◆ **EXERCISE DATA**
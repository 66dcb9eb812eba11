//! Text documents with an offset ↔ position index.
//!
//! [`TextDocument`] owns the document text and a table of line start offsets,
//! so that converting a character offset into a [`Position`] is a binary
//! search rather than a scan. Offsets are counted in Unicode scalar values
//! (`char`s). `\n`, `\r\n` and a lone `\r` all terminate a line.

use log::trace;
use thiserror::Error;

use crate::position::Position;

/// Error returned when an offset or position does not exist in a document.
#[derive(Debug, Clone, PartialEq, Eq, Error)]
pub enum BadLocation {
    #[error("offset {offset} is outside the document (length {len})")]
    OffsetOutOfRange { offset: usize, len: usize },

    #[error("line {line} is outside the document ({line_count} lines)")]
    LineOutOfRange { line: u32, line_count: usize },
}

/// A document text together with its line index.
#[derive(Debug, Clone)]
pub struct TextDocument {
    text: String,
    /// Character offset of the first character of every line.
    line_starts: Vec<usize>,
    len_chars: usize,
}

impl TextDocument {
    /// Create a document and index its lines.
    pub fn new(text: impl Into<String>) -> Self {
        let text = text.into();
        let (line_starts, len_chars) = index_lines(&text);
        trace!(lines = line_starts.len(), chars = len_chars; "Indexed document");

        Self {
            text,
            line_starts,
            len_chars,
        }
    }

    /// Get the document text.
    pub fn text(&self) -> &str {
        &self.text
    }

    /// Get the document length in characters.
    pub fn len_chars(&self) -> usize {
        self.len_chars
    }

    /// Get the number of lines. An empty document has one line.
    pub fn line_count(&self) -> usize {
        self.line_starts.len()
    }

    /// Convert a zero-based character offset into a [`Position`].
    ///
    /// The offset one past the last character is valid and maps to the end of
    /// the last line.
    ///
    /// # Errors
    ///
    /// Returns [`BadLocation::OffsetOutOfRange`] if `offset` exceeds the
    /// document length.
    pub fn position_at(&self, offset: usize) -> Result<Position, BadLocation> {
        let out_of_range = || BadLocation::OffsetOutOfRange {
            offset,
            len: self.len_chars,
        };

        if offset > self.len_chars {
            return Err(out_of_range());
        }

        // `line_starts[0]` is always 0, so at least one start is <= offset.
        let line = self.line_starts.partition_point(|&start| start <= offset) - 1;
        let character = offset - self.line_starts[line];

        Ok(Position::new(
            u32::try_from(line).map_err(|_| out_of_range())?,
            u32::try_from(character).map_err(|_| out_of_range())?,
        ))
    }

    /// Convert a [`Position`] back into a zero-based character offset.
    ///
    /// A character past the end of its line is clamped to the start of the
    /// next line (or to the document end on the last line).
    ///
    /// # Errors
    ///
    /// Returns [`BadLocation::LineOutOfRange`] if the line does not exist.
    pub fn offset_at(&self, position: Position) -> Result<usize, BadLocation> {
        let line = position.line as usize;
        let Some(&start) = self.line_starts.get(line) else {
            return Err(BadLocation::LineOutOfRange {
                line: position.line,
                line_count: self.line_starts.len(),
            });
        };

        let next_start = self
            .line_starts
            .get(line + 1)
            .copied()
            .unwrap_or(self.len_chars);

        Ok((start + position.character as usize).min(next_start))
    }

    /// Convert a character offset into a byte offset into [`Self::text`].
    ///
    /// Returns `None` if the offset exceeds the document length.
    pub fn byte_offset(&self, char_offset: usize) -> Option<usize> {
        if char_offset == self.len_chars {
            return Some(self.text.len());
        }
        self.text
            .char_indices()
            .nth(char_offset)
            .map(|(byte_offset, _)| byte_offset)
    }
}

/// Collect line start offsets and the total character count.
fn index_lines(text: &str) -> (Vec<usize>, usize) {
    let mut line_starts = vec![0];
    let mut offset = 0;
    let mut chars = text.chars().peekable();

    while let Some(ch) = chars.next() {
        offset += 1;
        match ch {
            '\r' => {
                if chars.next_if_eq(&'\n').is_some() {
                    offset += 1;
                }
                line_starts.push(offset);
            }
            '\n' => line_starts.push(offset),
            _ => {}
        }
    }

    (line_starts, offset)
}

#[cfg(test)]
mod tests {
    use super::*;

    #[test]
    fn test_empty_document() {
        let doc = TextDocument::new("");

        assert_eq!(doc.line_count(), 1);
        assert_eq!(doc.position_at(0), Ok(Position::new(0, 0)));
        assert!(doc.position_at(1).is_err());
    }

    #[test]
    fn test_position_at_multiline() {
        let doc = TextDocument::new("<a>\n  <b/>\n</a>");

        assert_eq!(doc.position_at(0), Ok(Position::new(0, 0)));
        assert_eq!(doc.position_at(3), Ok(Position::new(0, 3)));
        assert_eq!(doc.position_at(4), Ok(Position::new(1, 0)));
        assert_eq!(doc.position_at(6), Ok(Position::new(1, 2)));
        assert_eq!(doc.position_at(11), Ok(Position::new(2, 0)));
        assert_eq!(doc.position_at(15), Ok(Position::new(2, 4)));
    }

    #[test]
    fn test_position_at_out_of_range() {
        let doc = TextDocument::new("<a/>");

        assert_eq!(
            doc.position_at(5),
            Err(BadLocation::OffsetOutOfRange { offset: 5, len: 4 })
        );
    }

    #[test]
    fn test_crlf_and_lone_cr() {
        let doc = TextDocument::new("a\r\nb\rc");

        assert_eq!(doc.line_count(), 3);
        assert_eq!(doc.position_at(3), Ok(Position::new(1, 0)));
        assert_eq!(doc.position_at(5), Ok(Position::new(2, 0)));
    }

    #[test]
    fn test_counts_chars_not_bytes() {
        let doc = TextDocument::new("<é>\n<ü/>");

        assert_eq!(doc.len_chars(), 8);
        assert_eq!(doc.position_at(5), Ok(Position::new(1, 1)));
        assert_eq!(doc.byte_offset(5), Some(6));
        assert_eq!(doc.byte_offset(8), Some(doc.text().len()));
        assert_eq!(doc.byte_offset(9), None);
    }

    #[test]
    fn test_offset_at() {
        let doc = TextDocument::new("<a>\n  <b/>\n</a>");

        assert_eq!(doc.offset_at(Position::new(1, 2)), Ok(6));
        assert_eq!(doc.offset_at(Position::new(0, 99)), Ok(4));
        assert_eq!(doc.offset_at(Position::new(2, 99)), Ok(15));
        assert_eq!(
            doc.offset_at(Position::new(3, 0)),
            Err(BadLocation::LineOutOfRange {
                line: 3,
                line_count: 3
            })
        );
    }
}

◆ **GOAL OF THE EXERCISE**
Your task is to gather all lines from the entries above that hold the word "Returns".

◆ **TASK RESULT**
    /// Returns [`BadLocation::OffsetOutOfRange`] if `offset` exceeds the
    /// Returns [`BadLocation::LineOutOfRange`] if the line does not exist.
    /// Returns `None` if the offset exceeds the document length.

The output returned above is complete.